GH has previously been shown to regulate serum lipoprotein levels and hepatic secretion of apolipoprotein-B (apo-B) and apo-E in the rat. The aim of this investigation was to study a possible role of insulinlike growth factor-I (IGF-I) in this regulation. Adult female rats were hypophysectomized and treated with recombinant human IGF-I (1.25 mg/kg day) as a sc continuous infusion for 7 days. The effects of IGF-I were compared with those of bovine GH, given either as a continuous sc infusion or as two daily sc injections.

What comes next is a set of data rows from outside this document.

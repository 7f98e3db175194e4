mod calendar;
mod goal;
mod ledger;
mod simulator;
mod types;

pub use calendar::{MonthParseError, YearMonth};
pub use goal::{project_goal, summarize_goal};
pub use ledger::monthly_series;
pub use simulator::{
    MAX_HORIZON_YEARS, NormalSource, Rng, clock_seed, horizon_months, simulate, simulate_bands,
};
pub use types::{
    AssetClass, AssetProfile, BandPoint, Entry, Goal, GoalProgress, GoalProjection,
    MonteCarloResult, MonthlyLedger, MonthlyNet, ProjectionPoint, SimulationInputs,
    SimulationPoint, SimulationResult,
};
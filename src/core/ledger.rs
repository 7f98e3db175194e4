use std::collections::BTreeMap;

use super::calendar::YearMonth;
use super::types::{Entry, MonthlyLedger, MonthlyNet, finite_or_zero};

/// Folds dated income and expense entries into one row per month, sorted
/// chronologically. Entries whose date cannot be read as a month are
/// counted in `skipped_entries` and otherwise ignored.
pub fn monthly_series(income: &[Entry], expenses: &[Entry]) -> MonthlyLedger {
    let mut by_month: BTreeMap<YearMonth, MonthlyNet> = BTreeMap::new();
    let mut skipped_entries = 0;

    for (entries, is_income) in [(income, true), (expenses, false)] {
        for entry in entries {
            let Ok(month) = entry.date.parse::<YearMonth>() else {
                skipped_entries += 1;
                continue;
            };
            let row = by_month
                .entry(month)
                .or_insert_with(|| MonthlyNet::new(month, 0.0, 0.0));
            let amount = finite_or_zero(entry.amount);
            if is_income {
                row.income += amount;
            } else {
                row.expenses += amount;
            }
        }
    }

    MonthlyLedger {
        months: by_month.into_values().collect(),
        skipped_entries,
    }
}

/// Net savings keyed by month. Repeated months are summed.
pub(crate) fn net_by_month(series: &[MonthlyNet]) -> BTreeMap<YearMonth, f64> {
    let mut nets = BTreeMap::new();
    for row in series {
        *nets.entry(row.month).or_insert(0.0) += row.net();
    }
    nets
}
//! Error types for the wire codec, the transport and the resolution engine.

use thiserror::Error;

/// Malformed or truncated DNS data.
#[derive(Error, Debug, Clone, PartialEq, Eq)]
pub enum WireError {
    #[error("unexpected end of message at offset {offset}")]
    Truncated { offset: usize },

    #[error("label '{label}' is {length} bytes, maximum is 63")]
    LabelTooLong { label: String, length: usize },

    #[error("empty label in name '{name}'")]
    EmptyLabel { name: String },

    #[error("name exceeds 255 bytes")]
    NameTooLong,

    #[error("compression pointer at offset {offset} loops back to visited offset {target}")]
    CompressionLoop { offset: usize, target: usize },

    #[error("invalid label type 0x{byte:02X} at offset {offset}")]
    InvalidLabelType { offset: usize, byte: u8 },

    #[error("RDATA name at offset {offset} runs past its record end {end}")]
    RdataOverrun { offset: usize, end: usize },

    #[error("invalid section {0:?} for RDATA")]
    InvalidSection(crate::types::Section),
}

pub type WireResult<T> = std::result::Result<T, WireError>;

/// One UDP exchange failed. The engine treats this as "no answer from that server".
#[derive(Error, Debug)]
pub enum TransportError {
    #[error("socket error talking to {server}: {source}")]
    Io { server: String, #[source] source: std::io::Error },

    #[error("no reply from {server} within {millis}ms")]
    Timeout { server: String, millis: u128 },

    #[error("'{0}' is not an IP address")]
    InvalidAddress(String),
}

/// Failures that abort a top-level attempt against one root server.
#[derive(Error, Debug)]
pub enum ResolveError {
    #[error("malformed response from {server}: {source}")]
    Protocol { server: String, #[source] source: WireError },

    #[error("malformed query for '{domain}': {source}")]
    Query { domain: String, #[source] source: WireError },
}

/// Rejected client input.
#[derive(Error, Debug, Clone, PartialEq, Eq)]
pub enum LookupError {
    #[error("invalid domain '{0}'")]
    InvalidDomain(String),
}
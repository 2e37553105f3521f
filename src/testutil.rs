//! Helpers for building DNS responses in tests.

use crate::types::{QType, CLASS_IN, TYPE_A, TYPE_AAAA, TYPE_NS};
use std::net::Ipv6Addr;

struct RawRecord {
    name: String,
    rtype: u16,
    ttl: u32,
    rdata: Vec<u8>,
}

/// Writes responses without compression, except where a test splices pointers in by hand.
pub struct ResponseBuilder {
    qname: String,
    qtype: QType,
    flags: u16,
    answers: Vec<RawRecord>,
    authority: Vec<RawRecord>,
    additional: Vec<RawRecord>,
}

impl ResponseBuilder {
    pub fn new(qname: &str, qtype: QType) -> Self {
        Self {
            qname: qname.to_string(),
            qtype,
            flags: 0x8000,
            answers: Vec::new(),
            authority: Vec::new(),
            additional: Vec::new(),
        }
    }

    pub fn authoritative(mut self) -> Self {
        self.flags |= 0x0400;
        self
    }

    pub fn rcode(mut self, rcode: u8) -> Self {
        self.flags = (self.flags & !0x000F) | u16::from(rcode & 0x0F);
        self
    }

    pub fn answer_a(mut self, name: &str, addr: [u8; 4], ttl: u32) -> Self {
        self.answers.push(RawRecord { name: name.into(), rtype: TYPE_A, ttl, rdata: addr.to_vec() });
        self
    }

    pub fn answer_aaaa(mut self, name: &str, addr: Ipv6Addr, ttl: u32) -> Self {
        self.answers.push(RawRecord { name: name.into(), rtype: TYPE_AAAA, ttl, rdata: addr.octets().to_vec() });
        self
    }

    pub fn answer_name(mut self, name: &str, rtype: u16, target: &str, ttl: u32) -> Self {
        self.answers.push(RawRecord { name: name.into(), rtype, ttl, rdata: encode_name(target) });
        self
    }

    pub fn answer_raw(mut self, name: &str, rtype: u16, rdata: &[u8], ttl: u32) -> Self {
        self.answers.push(RawRecord { name: name.into(), rtype, ttl, rdata: rdata.to_vec() });
        self
    }

    pub fn authority_ns(mut self, zone: &str, ns: &str, ttl: u32) -> Self {
        self.authority.push(RawRecord { name: zone.into(), rtype: TYPE_NS, ttl, rdata: encode_name(ns) });
        self
    }

    pub fn authority_name(mut self, zone: &str, rtype: u16, target: &str, ttl: u32) -> Self {
        self.authority.push(RawRecord { name: zone.into(), rtype, ttl, rdata: encode_name(target) });
        self
    }

    pub fn additional_a(mut self, name: &str, addr: [u8; 4]) -> Self {
        self.additional.push(RawRecord { name: name.into(), rtype: TYPE_A, ttl: 172800, rdata: addr.to_vec() });
        self
    }

    pub fn additional_aaaa(mut self, name: &str, addr: Ipv6Addr) -> Self {
        self.additional.push(RawRecord { name: name.into(), rtype: TYPE_AAAA, ttl: 172800, rdata: addr.octets().to_vec() });
        self
    }

    pub fn additional_raw(mut self, name: &str, rtype: u16, rdata: &[u8]) -> Self {
        self.additional.push(RawRecord { name: name.into(), rtype, ttl: 0, rdata: rdata.to_vec() });
        self
    }

    pub fn build(self) -> Vec<u8> {
        let mut buf = Vec::with_capacity(512);
        buf.extend_from_slice(&[0xAA, 0xAA]);
        buf.extend_from_slice(&self.flags.to_be_bytes());
        for count in [1, self.answers.len(), self.authority.len(), self.additional.len()] {
            buf.extend_from_slice(&(count as u16).to_be_bytes());
        }
        buf.extend_from_slice(&encode_name(&self.qname));
        buf.extend_from_slice(&self.qtype.code().to_be_bytes());
        buf.extend_from_slice(&CLASS_IN.to_be_bytes());

        for rr in self.answers.iter().chain(&self.authority).chain(&self.additional) {
            buf.extend_from_slice(&encode_name(&rr.name));
            buf.extend_from_slice(&rr.rtype.to_be_bytes());
            buf.extend_from_slice(&CLASS_IN.to_be_bytes());
            buf.extend_from_slice(&rr.ttl.to_be_bytes());
            buf.extend_from_slice(&(rr.rdata.len() as u16).to_be_bytes());
            buf.extend_from_slice(&rr.rdata);
        }
        buf
    }
}

pub fn encode_name(name: &str) -> Vec<u8> {
    let mut out = Vec::with_capacity(name.len() + 2);
    for label in name.split('.').filter(|l| !l.is_empty()) {
        out.push(label.len() as u8);
        out.extend_from_slice(label.as_bytes());
    }
    out.push(0);
    out
}
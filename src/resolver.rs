//! Recursive resolution starting at the root servers.
//!
//! The search is depth-first: every referral is followed in the order the
//! name servers were listed, and the first authoritative answer wins. NS
//! targets that arrive without glue are themselves resolved from the root
//! before they can be queried. Two things keep the walk finite: a hop
//! budget (`max_depth`) and a per-branch record of which names were already
//! asked of which servers, which cuts delegation cycles.

use crate::config::Config;
use crate::error::ResolveError;
use crate::metrics::UPSTREAM_QUERIES_TOTAL;
use crate::transport::Transport;
use crate::types::{QType, RData, ResourceRecord, Site, RCODE_NXDOMAIN, TYPE_NS};
use crate::wire::{decode_message, encode_query};
use futures::future::{BoxFuture, FutureExt};
use std::collections::HashMap;
use tracing::{debug, error, info, warn};

pub type StepResult = Result<Option<Vec<Site>>, ResolveError>;

#[derive(Clone, Debug)]
struct Hop {
    domain: String,
    server_ip: String,
    at_root: bool,
}

/// The chain of (name, server) questions leading to the current step.
///
/// Owned by each branch and cloned on descent, so sibling branches never see each other's hops.
#[derive(Clone, Debug, Default)]
pub struct Branch {
    hops: Vec<Hop>,
}

impl Branch {
    /// True when this branch already asked `server` about `domain`, or already
    /// restarted `domain` at the root set and is about to do so again.
    fn revisits(&self, domain: &str, server: &Site, roots: &[Site]) -> bool {
        let at_root = roots.iter().any(|r| r.ip == server.ip);
        self.hops.iter().any(|hop| {
            hop.domain.eq_ignore_ascii_case(domain) && (hop.server_ip == server.ip || (at_root && hop.at_root))
        })
    }

    fn descend(&self, domain: &str, server: &Site, roots: &[Site]) -> Branch {
        let mut next = self.clone();
        next.hops.push(Hop {
            domain: domain.to_string(),
            server_ip: server.ip.clone(),
            at_root: roots.iter().any(|r| r.ip == server.ip),
        });
        next
    }
}

/// Outcome of a top-level search. Empty `records` means the domain is unresolvable.
#[derive(Debug, Clone, Default)]
pub struct Resolution {
    pub records: Vec<Site>,
    pub trace: Vec<Site>,
}
//! Basic types for the resolver

use std::fmt;
use std::net::{Ipv4Addr, Ipv6Addr};

/// Query types the resolver issues. Anything it does not know is asked as `A`.
#[derive(Debug, Clone, Copy, PartialEq, Eq, Hash)]
pub enum QType { A, NS, AAAA }

impl QType {
    pub fn code(self) -> u16 {
        match self { QType::A => 1, QType::NS => 2, QType::AAAA => 28 }
    }
}

impl From<u16> for QType {
    fn from(code: u16) -> Self {
        match code { 2 => QType::NS, 28 => QType::AAAA, _ => QType::A }
    }
}

impl fmt::Display for QType {
    fn fmt(&self, f: &mut fmt::Formatter<'_>) -> fmt::Result {
        match self { QType::A => f.write_str("A"), QType::NS => f.write_str("NS"), QType::AAAA => f.write_str("AAAA") }
    }
}

pub const TYPE_A: u16 = 1;
pub const TYPE_NS: u16 = 2;
pub const TYPE_CNAME: u16 = 5;
/// Answers of this type carry a compressed target name, like CNAME.
pub const TYPE_ALIAS_NAME: u16 = 16;
pub const TYPE_AAAA: u16 = 28;
pub const CLASS_IN: u16 = 1;
pub const RCODE_NXDOMAIN: u8 = 3;

/// Message section a resource record was read from.
#[derive(Debug, Clone, Copy, PartialEq, Eq)]
pub enum Section { Header, Question, Answer, Authority, Additional }

/// A resolved name server or answer endpoint.
#[derive(Debug, Clone, PartialEq, Eq)]
pub struct Site {
    pub name: String,
    pub ip: String,
    pub ttl: u32,
}

impl Site {
    pub fn new(name: impl Into<String>, ip: impl Into<String>) -> Self {
        Self { name: name.into(), ip: ip.into(), ttl: 0 }
    }

    pub fn with_ttl(name: impl Into<String>, ip: impl Into<String>, ttl: u32) -> Self {
        Self { name: name.into(), ip: ip.into(), ttl }
    }
}

impl fmt::Display for Site {
    fn fmt(&self, f: &mut fmt::Formatter<'_>) -> fmt::Result {
        write!(f, "{} {}", self.name, self.ip)
    }
}

#[derive(Debug, Clone, Copy, Default, PartialEq, Eq)]
pub struct HeaderFlags {
    pub qr: bool, pub opcode: u8, pub aa: bool, pub tc: bool,
    pub rd: bool, pub ra: bool, pub z: u8, pub rcode: u8,
}

impl HeaderFlags {
    pub fn from_word(word: u16) -> Self {
        Self {
            qr: word & 0x8000 != 0,
            opcode: ((word >> 11) & 0x0F) as u8,
            aa: word & 0x0400 != 0,
            tc: word & 0x0200 != 0,
            rd: word & 0x0100 != 0,
            ra: word & 0x0080 != 0,
            z: ((word >> 4) & 0x07) as u8,
            rcode: (word & 0x0F) as u8,
        }
    }
}

#[derive(Debug, Clone, Copy, Default, PartialEq, Eq)]
pub struct DnsHeader {
    pub id: u16, pub flags: HeaderFlags,
    pub question_count: u16, pub answer_count: u16,
    pub authority_count: u16, pub additional_count: u16,
}

#[derive(Debug, Clone, PartialEq, Eq)]
pub struct DnsQuestion { pub name: String, pub qtype: u16, pub qclass: u16 }

/// Decoded RDATA. Which variant a record carries depends on its section and type.
#[derive(Debug, Clone, PartialEq, Eq)]
pub enum RData {
    V4(Ipv4Addr),
    V6(Ipv6Addr),
    Name(String),
    Raw(Vec<u8>),
}

impl fmt::Display for RData {
    fn fmt(&self, f: &mut fmt::Formatter<'_>) -> fmt::Result {
        match self {
            RData::V4(addr) => write!(f, "{}", addr),
            RData::V6(addr) => write!(f, "{}", addr),
            RData::Name(name) => f.write_str(name),
            RData::Raw(bytes) => f.write_str(&hex::encode(bytes)),
        }
    }
}

#[derive(Debug, Clone, PartialEq, Eq)]
pub struct ResourceRecord {
    pub section: Section,
    pub name: String,
    pub rtype: u16,
    pub class: u16,
    pub ttl: u32,
    pub rdlength: u16,
    pub rdata: RData,
}

impl ResourceRecord {
    pub fn to_site(&self) -> Site {
        Site::with_ttl(self.name.clone(), self.rdata.to_string(), self.ttl)
    }
}

#[derive(Debug, Clone, Default)]
pub struct DnsMessage {
    pub header: DnsHeader,
    pub questions: Vec<DnsQuestion>,
    pub answers: Vec<ResourceRecord>,
    pub authority: Vec<ResourceRecord>,
    pub additional: Vec<ResourceRecord>,
}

All hypophysectomized rats were given replacement therapy with L-T-4 and cortisol. Serum IGF-I concentrations increased to similar levels as a result of treatment with bovine GH and IGF-I. There was no effect of IGF-I on serum concentrations of glucose or insulin, whereas GH, independent of its mode of administration, increased serum insulin concentrations. Food intake was not affected by treatment with IGF-I. IGF-I had no effect on serum concentrations of cholesterol or apo-E, whereas GR given twice daily decreased serum cholesterol concentrations, and a continuous infusion of GH increased serum apo-E concentrations. Serum triglyceride and apo-B concentrations increased markedly as a result of IGF-I treatment, whereas GH had no effect on serum triglycerides, but decreased serum apo-B concentrations. Hepatocytes were isolated from hypophysectomized rats treated with L-T-4 and cortisol alone or in combination with IGF-I and kept in short term cultures. In this system, IGF-I had no effect on the incorporation of [H-3]glycerol in triglycerides or the mass of triglycerides in the cells and medium. There was no effect of IGF-I treatment on the secretion of apo-E or apo-B. Moreover, there was no effect of IGF-I treatment on the relationship between newly synthesized and secreted apo-B 48 and apo-B 100, as determined by [S-35]methionine labeling of the proteins. In conclusion, the previously observed effects of GH on serum lipoproteins and hepatic apolipoprotein secretion does not seem to be mediated via IGF-I, but IGF-I has its own unique effects on serum triglyceride and apo-B levels. The increases in serum apo-B and serum triglyceride concentrations after IGF-I treatment were not dependent on increased hepatic secretion of apo-B or triglycerides.